Albirex Niigata Phnom Penh
- Full name: Albirex Niigata Football Club Phnom Penh
- Founded: 2013
- Dissolved: 2015
- Ground: Olympic Stadium (Phnom Penh)
- Capacity: 50,000
- Chairman: Daisuke Korenaga
- Head Coach: Junki Kato
- League: Cambodian League
- 2014: 12th
- Website: http://www.albirex-phnompenh.com
| Home colours | Away colours |

= Albirex Niigata Phnom Penh FC =

Cambodian football club

Albirex Niigata FC Phnom Penh (アルビレックス新潟ＦＣプノンペン) was a professional football club based in Phnom Penh, Cambodia which competed in the Cambodian League, the top domestic division. It was a satellite team of Albirex Niigata.

== History ==
Daisuke Korenaga, the Managing Director & CEO of Albirex Niigata Singapore, is establishing a wholly owned subsidiary in Phnom Penh participating in the Cambodian League from January 2014.
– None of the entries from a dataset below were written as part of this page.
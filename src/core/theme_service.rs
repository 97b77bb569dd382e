//! Glue between the theme manager and settings storage
//!
//! Startup never fails because of a bad or unreadable setting: it falls back
//! to the default theme. Switching applies in memory first and persists
//! second; a failed write is reported but not rolled back.

use tracing::{info, warn};

use crate::core::settings::SettingsStore;
use crate::error::Result;
use crate::theme::catalog::DEFAULT_THEME_ID;
use crate::theme::ThemeManager;

/// Outcome of a successful in-memory theme switch
#[derive(Debug)]
pub struct ThemeChange {
    /// Identifier now active
    pub theme_id: &'static str,
    /// Whether the choice reached storage
    pub persisted: Result<()>,
}

impl ThemeChange {
    pub fn is_persisted(&self) -> bool {
        self.persisted.is_ok()
    }
}

/// Build a manager positioned on the persisted theme, or the default.
///
/// Reads the store once and never writes to it.
pub fn load_theme_manager(store: &dyn SettingsStore) -> ThemeManager {
    let mut manager = ThemeManager::new();

    match store.active_theme_id() {
        Ok(Some(id)) => match manager.set_theme(&id) {
            Ok(()) => info!(theme = %id, "applied saved theme"),
            Err(_) => warn!(
                theme = %id,
                fallback = DEFAULT_THEME_ID,
                "saved theme is not in the catalog, using default"
            ),
        },
        Ok(None) => info!(theme = DEFAULT_THEME_ID, "no saved theme, using default"),
        Err(e) => warn!(
            error = %e,
            fallback = DEFAULT_THEME_ID,
            "could not read saved theme, using default"
        ),
    }

    manager
}

/// Switch to `id` and persist the choice.
///
/// Returns `ThemeNotFound` without touching storage when `id` is unknown.
pub fn apply_theme(
    manager: &mut ThemeManager,
    store: &mut dyn SettingsStore,
    id: &str,
) -> Result<ThemeChange> {
    manager.set_theme(id)?;
    let theme_id = manager.current_theme().id;

    let persisted = store.set_active_theme_id(theme_id);
    match &persisted {
        Ok(()) => info!(theme = theme_id, "theme changed"),
        Err(e) => warn!(theme = theme_id, error = %e, "theme changed but was not saved"),
    }

    Ok(ThemeChange {
        theme_id,
        persisted,
    })
}
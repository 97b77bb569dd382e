//! Theme CLI command handlers

use serde::Serialize;

use crate::cli::commands::ThemeCommand;
use crate::cli::context::AppContext;
use crate::core::theme_service::{apply_theme, load_theme_manager};
use crate::error::{Result, TuidooError};
use crate::theme::{Theme, ThemeManager};

/// Handle theme commands
pub fn handle_theme(command: ThemeCommand, ctx: &AppContext) -> Result<()> {
    let mut store = ctx.open_storage();
    let mut manager = load_theme_manager(&store);

    match command {
        ThemeCommand::List { json } => {
            if json {
                println!("{}", list_json(&manager)?);
            } else {
                for line in list_lines(&manager) {
                    println!("{}", line);
                }
            }
        }
        ThemeCommand::Current => {
            let theme = manager.current_theme();
            println!("{} ({})", theme.id, theme.name);
        }
        ThemeCommand::Set { id } => {
            let change = apply_theme(&mut manager, &mut store, &id)?;
            println!("Theme set to: {}", manager.current_theme().name);
            if let Err(e) = change.persisted {
                eprintln!("Warning: the theme could not be saved and will reset next run.");
                eprintln!("  {}", e);
            }
        }
        ThemeCommand::Show { id } => {
            let theme = match id {
                Some(id) => *manager
                    .theme(&id)
                    .ok_or(TuidooError::ThemeNotFound(id))?,
                None => *manager.current_theme(),
            };
            for line in show_lines(&theme) {
                println!("{}", line);
            }
        }
    }
    Ok(())
}

/// One row per theme, the active one marked with `*`
pub fn list_lines(manager: &ThemeManager) -> Vec<String> {
    let current = manager.current_theme().id;
    manager
        .themes()
        .map(|theme| {
            let marker = if theme.id == current { '*' } else { ' ' };
            format!("{} {:<14} {}", marker, theme.id, theme.name)
        })
        .collect()
}

#[derive(Serialize)]
struct ThemeListing<'a> {
    current: &'a str,
    themes: Vec<&'a Theme>,
}

fn list_json(manager: &ThemeManager) -> Result<String> {
    let listing = ThemeListing {
        current: manager.current_theme().id,
        themes: manager.themes().collect(),
    };
    Ok(serde_json::to_string_pretty(&listing)?)
}

/// Every slot of `theme` as `name  #rrggbb`, then the gradient
pub fn show_lines(theme: &Theme) -> Vec<String> {
    let mut lines = vec![format!("{} ({})", theme.name, theme.id), String::new()];
    lines.extend(
        theme
            .colors
            .slots()
            .iter()
            .map(|(slot, rgb)| format!("  {:<15} {}", slot, rgb)),
    );
    let stops: Vec<String> = theme
        .colors
        .header_gradient
        .stops()
        .iter()
        .map(|rgb| rgb.to_hex())
        .collect();
    lines.push(format!("  {:<15} {}", "header_gradient", stops.join(" ")));
    lines
}

#[cfg(test)]
mod tests {
    use super::*;

    #[test]
    fn test_list_marks_current_theme() {
        let mut manager = ThemeManager::new();
        manager.set_theme("nord").unwrap();

        let lines = list_lines(&manager);
        assert_eq!(lines.len(), manager.theme_identifiers().len());
        let marked: Vec<_> = lines.iter().filter(|l| l.starts_with('*')).collect();
        assert_eq!(marked.len(), 1);
        assert!(marked[0].contains("nord"));
        assert!(marked[0].ends_with("Nord"));
    }

    #[test]
    fn test_list_json_shape() {
        let manager = ThemeManager::new();
        let value: serde_json::Value = serde_json::from_str(&list_json(&manager).unwrap()).unwrap();
        assert_eq!(value["current"], "dark");
        let themes = value["themes"].as_array().unwrap();
        assert_eq!(themes.len(), manager.theme_identifiers().len());
        assert_eq!(themes[0]["id"], "arctic");
        assert!(themes[0]["colors"]["primary"].as_str().unwrap().starts_with('#'));
    }

    #[test]
    fn test_show_lists_every_slot_and_gradient() {
        let manager = ThemeManager::new();
        let lines = show_lines(manager.current_theme());
        // title, blank, 22 slots, gradient
        assert_eq!(lines.len(), 25);
        assert_eq!(lines[0], "Dark (dark)");
        assert!(lines.iter().any(|l| l.contains("background") && l.contains("#0f172a")));
        assert!(lines.last().unwrap().starts_with("  header_gradient"));
    }
}
//! Built-in palette catalog
//!
//! The table is compiled in and indexed once on first use; it is never
//! mutated afterwards.

use std::collections::BTreeMap;

use once_cell::sync::Lazy;

use crate::error::{Result, TuidooError};
use crate::theme::color::Rgb;
use crate::theme::palette::{is_valid_identifier, Colors, Gradient, Theme};

/// Identifier of the theme every manager starts from
pub const DEFAULT_THEME_ID: &str = "dark";

static BUILTIN: Lazy<Catalog> = Lazy::new(|| Catalog::index(BUILTIN_THEMES.to_vec()));

/// Read-only mapping from theme identifier to [`Theme`]
#[derive(Debug, Clone)]
pub struct Catalog {
    themes: BTreeMap<&'static str, Theme>,
}

impl Catalog {
    /// The compiled-in catalog
    pub fn builtin() -> &'static Catalog {
        &BUILTIN
    }

    /// Build a catalog from an arbitrary theme list, rejecting duplicate
    /// or malformed identifiers
    pub fn from_themes(themes: Vec<Theme>) -> Result<Self> {
        let mut seen = BTreeMap::new();
        for theme in themes {
            if !is_valid_identifier(theme.id) {
                return Err(TuidooError::InvalidPalette(format!(
                    "'{}' is not a kebab-case identifier",
                    theme.id
                )));
            }
            if theme.name.trim().is_empty() {
                return Err(TuidooError::InvalidPalette(format!(
                    "theme '{}' has no display name",
                    theme.id
                )));
            }
            if seen.insert(theme.id, theme).is_some() {
                return Err(TuidooError::DuplicateTheme(theme.id.to_string()));
            }
        }
        Ok(Self { themes: seen })
    }

    // The builtin table is covered by tests, so duplicates cannot reach here
    fn index(themes: Vec<Theme>) -> Self {
        Self {
            themes: themes.into_iter().map(|t| (t.id, t)).collect(),
        }
    }

    /// Exact, case-sensitive identifier lookup
    pub fn lookup(&self, id: &str) -> Option<&Theme> {
        self.themes.get(id)
    }

    /// All identifiers, sorted ascending
    pub fn list_identifiers(&self) -> Vec<&'static str> {
        self.themes.keys().copied().collect()
    }

    /// All themes, in identifier order
    pub fn themes(&self) -> impl Iterator<Item = &Theme> {
        self.themes.values()
    }
}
Albirex Niigata Phnom Penh started off their 2014 season with the club restricted to five Japanese per team in which they sign Tatsuta Kazuki, Yusuke Ueda, Wada Yuya and Nokata Hayato. Albirex Niigata Phnom Penh can use field three Japanese players in each matches. The club ended the season badly finishing at the bottom of the league with 2 wins, 4 draws and 16 lost which see them relegated to the 2nd division.

Albirex Niigata Phnom Penh see them having a good run in the 2015 Hun Sen Cup in which they were drawn in Group A and manage to qualify to the quarter-final as group runner-ups seeing them face Cambodian Tiger but they face a 2–0 defeat which see their cup run ended shortly. After announcing the withdrawal from 2015 Cambodian League, the club decided to disband their first team.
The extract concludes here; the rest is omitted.